Si supieras qué siento cuando escribo...

Un placer enorme, unas ganas de disfrutar la vida, de salirme a caminar bajo la lluvia, luego correr como loco desaforado por calles y veredas desconocidas, de sentarme a platicar con desquiciados, con chicas de la calle y con niños que todavía balbucean; pero también me dan unas ganas incontrolables de llamarte y de preguntarte: ¿Cómo estás?

Me siento así, cuando me doy cuenta que mi texto es bueno, por no decir excelso, que con él he traspasado la barrera del tiempo y del espacio, que tocará los hilos más íntimos de muchos corazones hoy, mañana y en unos años, sin que, quienes lo lean, tengan distinción de razas, grados culturales, economías ni colores.

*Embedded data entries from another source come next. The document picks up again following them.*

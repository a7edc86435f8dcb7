//! Shared orchestration state threaded through every role step.
//!
//! The `RunState` record is owned by the loop driver and handed to exactly
//! one role at a time. Roles mutate it in place (set the next role, drain the
//! queue, append trace entries) and return control to the router. Invariants:
//!
//! 1. `active_role` is always one of the four `Role` variants; `Done` is terminal.
//! 2. `pending_files` holds unique entries and only shrinks after population.
//! 3. `current_file`, while set, is never also present in `pending_files`.
//! 4. `stop_reason` is set at most once; once set the loop must not continue.
//! 5. `trace` is append-only and chronological.

use std::collections::VecDeque;
use std::fmt;
use std::path::PathBuf;

use serde::{Deserialize, Serialize};

/// The actor that runs in the next orchestration step.
#[derive(Debug, Clone, Copy, PartialEq, Eq, Hash, Serialize, Deserialize)]
#[serde(rename_all = "snake_case")]
pub enum Role {
    /// Reads a bounded sample of the target and summarizes its defects.
    Auditor,
    /// Rewrites one file via the model provider and repairs its tests.
    Fixer,
    /// Runs the test collaborator and decides where control goes next.
    Judge,
    /// Terminal; no further role runs.
    Done,
}

impl Role {
    pub fn is_terminal(self) -> bool {
        matches!(self, Self::Done)
    }
}

impl fmt::Display for Role {
    fn fmt(&self, f: &mut fmt::Formatter<'_>) -> fmt::Result {
        match self {
            Self::Auditor => write!(f, "auditor"),
            Self::Fixer => write!(f, "fixer"),
            Self::Judge => write!(f, "judge"),
            Self::Done => write!(f, "done"),
        }
    }
}

/// Terminal classification of why a run ended.
#[derive(Debug, Clone, Copy, PartialEq, Eq, Serialize, Deserialize)]
#[serde(rename_all = "snake_case")]
pub enum StopReason {
    /// Judge observed a passing outcome with nothing left in the queue.
    TestsPassing,
    /// The iteration ceiling was reached before the queue resolved.
    ExhaustedIterations,
    /// The provider stayed rate-limited past the retry budget.
    RateLimited,
    /// The loop had no work left without ever reaching a verified pass.
    NoProgress,
}

impl fmt::Display for StopReason {
    fn fmt(&self, f: &mut fmt::Formatter<'_>) -> fmt::Result {
        match self {
            Self::TestsPassing => write!(f, "tests_passing"),
            Self::ExhaustedIterations => write!(f, "exhausted_iterations"),
            Self::RateLimited => write!(f, "rate_limited"),
            Self::NoProgress => write!(f, "no_progress"),
        }
    }
}

/// One human-readable record of a role action, in strict step order.
#[derive(Debug, Clone, Serialize, Deserialize)]
pub struct TraceEntry {
    pub role: Role,
    /// Short action tag, e.g. "lint_summary", "rewrite", "test_run".
    pub action: String,
    pub summary: String,
    /// Iteration at the time the entry was appended.
    pub iteration: u32,
}

/// The single mutable record describing run progress.
#[derive(Debug)]
pub struct RunState {
    pub active_role: Role,
    /// File or directory the run operates on. Fixed for the run's lifetime.
    pub target: PathBuf,
    /// FIFO of files still waiting for a fix cycle. Unique, populated once.
    pub pending_files: VecDeque<PathBuf>,
    /// The file currently being worked on, if a cycle is in flight.
    pub current_file: Option<PathBuf>,
    /// Outcome of the most recent Judge step, keyed by `current_file`.
    /// Consulted by the Fixer's test-repair policy.
    pub last_outcome: Option<crate::test_runner::TestStatus>,
    pub iteration_count: u32,
    pub max_iterations: u32,
    pub stop_reason: Option<StopReason>,
    trace: Vec<TraceEntry>,
}

impl RunState {
    pub fn new(target: impl Into<PathBuf>, max_iterations: u32) -> Self {
        Self {
            active_role: Role::Auditor,
            target: target.into(),
            pending_files: VecDeque::new(),
            current_file: None,
            last_outcome: None,
            iteration_count: 0,
            max_iterations,
            stop_reason: None,
            trace: Vec::new(),
        }
    }

    /// Populate the queue from a deterministic listing. Only valid once,
    /// before any role has run; duplicates and the current file are skipped.
    pub fn populate_queue(&mut self, files: impl IntoIterator<Item = PathBuf>) {
        for file in files {
            if Some(&file) != self.current_file.as_ref() && !self.pending_files.contains(&file) {
                self.pending_files.push_back(file);
            }
        }
    }

    /// Promote the queue head into the current slot.
    ///
    /// Returns the file now being worked on: the existing `current_file` when
    /// one is already in flight, else the popped head. `None` means both the
    /// slot and the queue are empty; the state machine should never have
    /// dispatched the Fixer in that case.
    pub fn select_file(&mut self) -> Option<PathBuf> {
        if self.current_file.is_none() {
            self.current_file = self.pending_files.pop_front();
        }
        self.current_file.clone()
    }

    /// Mark the in-flight file resolved, clearing the current slot.
    pub fn resolve_current(&mut self) -> Option<PathBuf> {
        self.last_outcome = None;
        self.current_file.take()
    }

    /// Record a terminal stop. First writer wins; a later attempt to change
    /// an already-set reason is a bug upstream, so it is ignored and logged.
    pub fn stop(&mut self, reason: StopReason) {
        if let Some(existing) = self.stop_reason {
            if existing != reason {
                tracing::warn!(%existing, attempted = %reason, "stop_reason already set, keeping first");
            }
            return;
        }
        self.stop_reason = Some(reason);
        self.active_role = Role::Done;
    }

    pub fn push_trace(&mut self, role: Role, action: &str, summary: impl Into<String>) {
        let entry = TraceEntry {
            role,
            action: action.to_string(),
            summary: summary.into(),
            iteration: self.iteration_count,
        };
        tracing::debug!(role = %entry.role, action = %entry.action, iteration = entry.iteration, "trace");
        self.trace.push(entry);
    }

    pub fn trace(&self) -> &[TraceEntry] {
        &self.trace
    }

    /// Most recent trace summary for a given action tag, if any.
    pub fn last_trace_summary(&self, action: &str) -> Option<&str> {
        self.trace
            .iter()
            .rev()
            .find(|e| e.action == action)
            .map(|e| e.summary.as_str())
    }
}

Entonces, como escritor, ese día he cumplido, y ya no me importa lo que después suceda, porque he puesto mi granito de arena para que quien me lea, medite, rece, se desespere, haga algo, se alegre, se deprima o se entristezca, y que él también sienta que vale la pena vivir cada día, porque escuchó de mí una historia fantástica e increíble; por lo que no abandonará sus sueños ni a quien ama, ni mucho menos a sus amigos ni a sus acompañantes cotidianos; porque buenos, regulares o malos, son los únicos que tiene, y ya siente que los ama y los extraña.

Y yo como escritor, desde aquí, percibiré su buena vibra; y quizás al rato o mañana tomaré mi lápiz para ponerme a escribir otra historia de esas que te agradan y que tocan corazones de un modo fino.